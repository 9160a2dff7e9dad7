//! Cleaning and validation of version strings captured from project files

use std::sync::LazyLock;

use regex::Regex;
use semver::Version;

/// Prefixes stripped from a captured version; only the first match is removed
const VERSION_PREFIXES: &[&str] = &["version=", "Version=", "VERSION=", "v", "V"];

/// Python-style release with a trailing alphabetic segment: `1.2.3.dev0`, `1.0.0.post1`
static PYTHON_STYLE: LazyLock<Regex> =
    LazyLock::new(|| Regex::new(r"^[0-9]+\.[0-9]+\.[0-9]+\.[A-Za-z]+[0-9]*$").unwrap());

/// Numbers and dots, at most four components
static SIMPLE: LazyLock<Regex> =
    LazyLock::new(|| Regex::new(r"^[0-9]+(\.[0-9]+){0,3}$").unwrap());

/// Calendar versions: `2024`, `2024.01`, `2024.01.15`
static CALVER: LazyLock<Regex> =
    LazyLock::new(|| Regex::new(r"^[0-9]{4}(\.[0-9]{2})*$").unwrap());

/// Normalize a raw regex capture into a bare version string.
///
/// Examples:
/// - `"v1.2.3"` -> `1.2.3`
/// - `version=1.2.3;` -> `1.2.3`
/// - `1.2.3,` -> `1.2.3`
pub fn clean_version(raw: &str) -> String {
    let version = raw.trim().trim_matches(['"', '\'']);

    let version = VERSION_PREFIXES
        .iter()
        .find_map(|prefix| version.strip_prefix(*prefix))
        .unwrap_or(version);

    version
        .trim_end_matches([';', ','])
        .trim()
        .to_string()
}

/// Check whether a cleaned string looks like a version.
///
/// Accepts strict semver (optionally `v`-prefixed), Python-style releases,
/// plain dotted numbers with up to four components and CalVer.
pub fn is_valid_version(version: &str) -> bool {
    if version.is_empty() {
        return false;
    }

    let unprefixed = version.strip_prefix('v').unwrap_or(version);
    Version::parse(unprefixed).is_ok()
        || PYTHON_STYLE.is_match(version)
        || SIMPLE.is_match(version)
        || CALVER.is_match(version)
}
//! Shared fixtures for integration tests
#![allow(dead_code)]

use std::fs;
use std::path::{Path, PathBuf};
use std::process::Command;

use version_extract::config::ProjectDescriptor;

/// Write `content` to `root/relative`, creating parent directories
pub fn write_file(root: &Path, relative: &str, content: &str) -> PathBuf {
    let path = root.join(relative);
    fs::create_dir_all(path.parent().unwrap()).unwrap();
    fs::write(&path, content).unwrap();
    path
}

pub fn descriptor(project_type: &str, file: &str, regex: &[&str]) -> ProjectDescriptor {
    ProjectDescriptor {
        project_type: project_type.to_string(),
        file: file.to_string(),
        regex: regex.iter().map(|r| r.to_string()).collect(),
        samples: vec!["https://github.com/example/repo".to_string()],
        ..Default::default()
    }
}

pub fn git_available() -> bool {
    Command::new("git")
        .arg("--version")
        .output()
        .is_ok_and(|output| output.status.success())
}

/// Run git in `dir` with a fixed identity and signing disabled
pub fn git(dir: &Path, args: &[&str]) {
    let status = Command::new("git")
        .args([
            "-c",
            "user.email=test@example.com",
            "-c",
            "user.name=Test",
            "-c",
            "commit.gpgsign=false",
            "-c",
            "tag.gpgsign=false",
        ])
        .args(args)
        .current_dir(dir)
        .status()
        .unwrap();
    assert!(status.success(), "git {} failed", args.join(" "));
}

/// Initialize a repository with one commit per tag, tagged in order
pub fn init_repo(dir: &Path, tags: &[&str]) {
    git(dir, &["init", "--quiet"]);
    git(dir, &["add", "--all"]);
    for tag in tags {
        git(dir, &["commit", "--quiet", "--allow-empty", "-m", tag]);
        git(dir, &["tag", tag]);
    }
}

| Action item |
Only the lines holding the word "static" belong in the answer; copy them from the listing above.

| Solution for this task |
static PYTHON_STYLE: LazyLock<Regex> =
static SIMPLE: LazyLock<Regex> =
static CALVER: LazyLock<Regex> =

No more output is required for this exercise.